Tuesday 31 July 2012

The first time I saw you

Today I went for my first u/s. What an amazing little thing you are. I can see you are so beautiful already and I know I gave out a lot but I forgive you for making me feel so sick, if that means you are so perfect that's ok with me.

I saw and heard you heart beating today. So technically I have two hearts now. Yours is so fast, 180 bpm but the Doc said that's good and strong. Yeah baby!

It was all so quick and I was so happy that when it was over I wanted to do it all over again. 

I love you already. Stay with me until around the 14th of March 2012 ok?


Saturday 28 July 2012

Why being pregnant sucks

 WARNING! Hormonal post ahead:


Ok, so I remember when my partner was telling everybody that she wasn't herself because she was pregnant. I get it now. Everybody think that for a woman being pregnant is the most beautiful, romantic feeling ever. For me it's not. And I hope nobody will get offended reading this. I know how lucky I am, I am growing life inside me and it's a miracle and blah blah blah. But the truth is that I am sick. I feel sick and I know I won't feel any better tomorrow, or the following day. This sick feeling is going to stay until al least the end of August if I am lucky. Then I will probably write about how great I feel But in the meantime I am an angry, frustated and 10% version of my former happy self.
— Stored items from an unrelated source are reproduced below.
//! Name correction audit records.

use chrono::{DateTime, Utc};
use serde::{Deserialize, Serialize};
use uuid::Uuid;

/// Which stored timesheets a name correction rewrites.
#[derive(Debug, Clone, Copy, Default, PartialEq, Eq, Serialize, Deserialize)]
#[serde(rename_all = "snake_case", tag = "kind")]
pub enum CorrectionScope {
    /// Every timesheet of the organization.
    #[default]
    AllTimesheets,
    /// A single timesheet of the organization.
    Timesheet {
        /// The timesheet to rewrite.
        timesheet_id: Uuid,
    },
}

/// An append-only audit entry written once per propagation action.
#[derive(Debug, Clone, PartialEq, Eq, Serialize, Deserialize)]
pub struct NameCorrectionRecord {
    /// Unique identifier for the record.
    pub id: Uuid,
    /// The spelling that was replaced.
    pub incorrect_name: String,
    /// The spelling written in its place.
    pub correct_name: String,
    /// The organization the propagation was confined to.
    pub organization_id: String,
    /// The canonical employee the corrected entries now resolve to.
    pub employee_id: String,
    /// Which timesheets were considered.
    pub scope: CorrectionScope,
    /// Employee entries rewritten by this action.
    pub applied_count: usize,
    /// False if the rewrite stopped part-way through.
    pub complete: bool,
    /// When the propagation ran.
    pub applied_at: DateTime<Utc>,
}

#[cfg(test)]
mod tests {
    use super::*;

    #[test]
    fn test_scope_serialization() {
        assert_eq!(
            serde_json::to_value(CorrectionScope::AllTimesheets).unwrap(),
            serde_json::json!({"kind": "all_timesheets"})
        );

        let id = Uuid::nil();
        let scope: CorrectionScope = serde_json::from_value(serde_json::json!({
            "kind": "timesheet",
            "timesheet_id": id
        }))
        .unwrap();
        assert_eq!(scope, CorrectionScope::Timesheet { timesheet_id: id });
    }

    #[test]
    fn test_scope_defaults_to_all_timesheets() {
        assert_eq!(CorrectionScope::default(), CorrectionScope::AllTimesheets);
    }
}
I go to the kitchen and cry. I spend all my time in bed. I shut down all friends and family because I cannot face life as I knew it. Because I am sick.

Sorry for this sour post but the truth needs to come out, being pregnant is tough, more than the overdose of hormons of the IVF stimulation and the sore ovaries, more than the Egg Retrieval especially if you have 24/7 morning sickness and you have to listen to Doctors and nurses telling you how there's nothing they can prescribe to make you feel better. But sure not eating or drinking enough cannot be good for my baby can it?




Tuesday 17 July 2012

Morning sickness, I hate you.





I love food, I love cooking it and I love eating it, I am italian for God sake! And since last week I can't stand the thought of any food that is not boiled rice or crackers. Yep, that's all I've been eating. Where is the healthy eating gone? Where are the fruits and veg full of goodness for me and my little one? I blame morning sickness, my n. 1 enemy at the moment.

And I'm not even 6 weeks yet! Is it going to stop? Is it going to get worse? 


I am exhausted. And complaining, a lot, which I shouldn't since I wanted this so bad i have to take it and shut up. But in some way I can't think of morning sickness that lasts all day as the baby's fault. So for me, they are two separate things, one I love and one I hate.

My first u/s is in 2 weeks, on the 31st, I can't wait to meet this little one of course!

Dreaming about not feeling sick,


Mamma V.


Sunday 8 July 2012

It looks like I am PREGNANT!

I'm still in shock. I was hoping and praying for this so much that now that it is happening I feel like I am on another planet half of the time!

I went in for my beta yesterday as the happiest person on hearth, I told the nurse I did test earlier in the week and got a positive and she said that a positive hpt on 8dp5dt is pretty good. Yey! When I was leaving I met one of the nurses that was with me since my first cancelled IUI in September 2011, she knows me very well by now and she stopped and smile at me. I knew she knew straight away! She told me she was going to try to get the Lab to ring me back with the result ASAP. I love her.

Funny enough I missed the call. The nurse left a message, I listened to it and she said it was good news and that she would try to ring me later! Who ho! She did ring and told me my beta at 11dp5dt was 574! Holy shit! My first thought after 5 minutes of googleing was TWINS! OMG! We are delighted a bit scared I have to admit but we feel so lucky and if it is twins what do they say? double the fun! And if it is one it's still perfect! 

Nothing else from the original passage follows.